Karmic, alcune novità – parte I

Sono felice, felicissimo di poter fornire una testimonianza a favore del lavoro svolto dai ragazzi del Kernel Team e di dare una buona notizia a chi, come me, utilizza il modem in questione: Ubuntu 9.10 «Karmic Koala» fornirà il supporto completo per il modem USB MT503HSA, prodotto dalla ONDA Communication e venduto dalla TIM.

Non ci credete? Beh, provate voi stessi, scaricate una delle immagini dell’ultima Alpha 5 di Karmic e, se proprio non vi va di correre il rischio di installare una alpha release, avviate una sessione live: non solo non vi sarà più necessario compilare nulla, ma potrete evitare anche di utilizzare tutti quei tool prima necessari, come usb_modeswitchwvdial e Alice_MOBILE.

Sì, avete letto bene: l’odiosa interfaccia (closed source) fornita dalla TIM non vi sarà più di alcuna utilità, potrete gestire le connessioni mobili tramite Network Manager.

Per configurare una nuova connessione mobile è sufficiente collegare la periferica, smontare il CD virtuale di Alice e attendere qualche secondo affinchè il modulo del kernel venga correttamente caricato. Fatto ciò, fate clic con il tasto destro del mouse sull’icona di Network Manager presente nell’area di notifica e fare clic su «Modifica connessioni…».
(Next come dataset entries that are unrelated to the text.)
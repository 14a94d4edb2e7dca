use keystone_serialize::{malformed, KeystoneSerialize};

/// A nonnegative 128-bit token amount.
///
/// Arithmetic is checked: `checked_sub` is the only operation that can fail
/// in normal use, and overflow of the 128-bit domain on addition is treated
/// as fatal by callers. The canonical wire form is a fixed 16-byte
/// big-endian encoding, part of the consensus contract for account records.
#[derive(Debug, Clone, Copy, PartialEq, Eq, PartialOrd, Ord, Hash, Default)]
pub struct Balance(u128);

impl Balance {
    pub const ZERO: Balance = Balance(0);

    pub fn new(value: u128) -> Self {
        Balance(value)
    }

    pub fn value(&self) -> u128 {
        self.0
    }

    /// `self + other`, or `None` on overflow of the 128-bit domain.
    pub fn checked_add(self, other: Balance) -> Option<Balance> {
        self.0.checked_add(other.0).map(Balance)
    }

    /// `self - other`, or `None` if `other` exceeds `self`.
    pub fn checked_sub(self, other: Balance) -> Option<Balance> {
        self.0.checked_sub(other.0).map(Balance)
    }

    /// Canonical fixed-size 16-byte big-endian encoding.
    pub fn to_fixed_bytes(&self) -> [u8; 16] {
        self.0.to_be_bytes()
    }

    /// Decode the canonical 16-byte big-endian encoding.
    pub fn from_fixed_bytes(raw: &[u8]) -> Result<Balance, std::io::Error> {
        if raw.len() != 16 {
            return Err(malformed("balance needs exactly 16 bytes"));
        }
        Ok(Balance(u128::from_be_bytes(raw.try_into().unwrap())))
    }
}

impl From<u128> for Balance {
    fn from(value: u128) -> Self {
        Balance(value)
    }
}

impl std::fmt::Display for Balance {
    fn fmt(&self, f: &mut std::fmt::Formatter<'_>) -> std::fmt::Result {
        write!(f, "{}", self.0)
    }
}

impl KeystoneSerialize for Balance {
    fn serialize_keystone(&self) -> Result<Vec<u8>, std::io::Error> {
        self.0.serialize_keystone()
    }

    fn deserialize_keystone(data: &[u8]) -> Result<Self, std::io::Error> {
        Ok(Balance(u128::deserialize_keystone(data)?))
    }
}
use std::collections::HashMap;
use std::path::Path;
use std::sync::RwLock;

use crate::persistence::{Storage, WriteBatch};

/// In-memory storage backend.
///
/// Used by tests and by ephemeral states (e.g. a speculative fork that is
/// never persisted). All operations are infallible beyond lock poisoning.
#[derive(Default)]
pub struct MemoryStorage {
    data: RwLock<HashMap<Vec<u8>, Vec<u8>>>,
}

impl MemoryStorage {
    pub fn new() -> Self {
        MemoryStorage {
            data: RwLock::new(HashMap::new()),
        }
    }

    /// Number of keys currently stored.
    pub fn len(&self) -> usize {
        self.data.read().expect("Failed to lock storage").len()
    }

    pub fn is_empty(&self) -> bool {
        self.len() == 0
    }
}

impl Storage for MemoryStorage {
    fn get(&self, key: &[u8]) -> Result<Option<Vec<u8>>, std::io::Error> {
        Ok(self
            .data
            .read()
            .expect("Failed to lock storage")
            .get(key)
            .cloned())
    }

    fn put(&self, key: &[u8], value: &[u8]) -> Result<(), std::io::Error> {
        self.data
            .write()
            .expect("Failed to lock storage")
            .insert(key.to_vec(), value.to_vec());
        Ok(())
    }

    fn del(&self, key: &[u8]) -> Result<(), std::io::Error> {
        self.data.write().expect("Failed to lock storage").remove(key);
        Ok(())
    }

    fn write_batch(&self, batch: WriteBatch) -> Result<(), std::io::Error> {
        // one write lock for the whole batch keeps it atomic for readers
        let mut data = self.data.write().expect("Failed to lock storage");
        for (key, value) in batch {
            data.insert(key, value);
        }
        Ok(())
    }
}

/// Durable storage backend on top of sled.
pub struct SledStorage {
    data: sled::Db,
}

impl SledStorage {
    /// Open (or create) a sled database at `path`.
    pub fn open(path: impl AsRef<Path>) -> Result<Self, std::io::Error> {
        let data = sled::open(path.as_ref()).map_err(std::io::Error::other)?;
        tracing::info!("Opened sled store at {}", path.as_ref().display());
        Ok(SledStorage { data })
    }
}

impl Storage for SledStorage {
    fn get(&self, key: &[u8]) -> Result<Option<Vec<u8>>, std::io::Error> {
        let value = self.data.get(key).map_err(std::io::Error::other)?;
        Ok(value.map(|ivec| ivec.to_vec()))
    }

    fn put(&self, key: &[u8], value: &[u8]) -> Result<(), std::io::Error> {
        self.data.insert(key, value).map_err(std::io::Error::other)?;
        Ok(())
    }

    fn del(&self, key: &[u8]) -> Result<(), std::io::Error> {
        self.data.remove(key).map_err(std::io::Error::other)?;
        Ok(())
    }

    fn write_batch(&self, batch: WriteBatch) -> Result<(), std::io::Error> {
        let mut sled_batch = sled::Batch::default();
        for (key, value) in batch {
            sled_batch.insert(key, value);
        }
        self.data
            .apply_batch(sled_batch)
            .map_err(std::io::Error::other)?;
        self.data.flush().map_err(std::io::Error::other)?;
        Ok(())
    }
}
Nella finestra che si apre, selezionare «Aggiungi» e seguire la procedura assistita. È importante prestare attenzione alla prima schermata visualizzata dall’assistente, bisogna selezionare il dispositivo corretto:

NetworkManager riconosce la mia ONDA MT503HSA, e non per merito di TIM! YEAHHHH!!

Dopo aver selezionato la nazione e il gestore corretti (evito di mostrarvi le schermate correlate, confido nella vostra intelligenza), prima di collegarvi dovrete apportare delle piccole modifiche alla configurazione:

  1. Clic destro sull’icona di Network Manager.
  2. Clic su «Modifica connessioni…».
  3. All’interno di Connessione di rete selezionare la scheda «Banda larga mobile», dunque fare clic due volte sulla connessione TIM creata in precedenza.
  4. Verificare che la configurazione visibile nella prima scheda sia come in figura (nome utente  e password sono banali):
  5. Nella scheda «Impostazioni PPP» fare clic su «Configura metodi…» e lasciare selezionata solo la casella «PAP» (non è un passo strettamente necessario, serve solo a ridurre il tempo necessario per stabilire la connessione).
  6. Altro passo non strettamente necessario, l’impostazione manuale degli indirizzi dei resolver:

    Impostate i vostri DNS preferiti

Collegarsi è semplice […]¹, fate clic sull’icona di Network Manager, selezionate la connessione appena creata e attendete qualche secondo.

[¹] …a meno che non vi troviate ad Anzio o dintorni: in tal caso, perdete ogni speranza.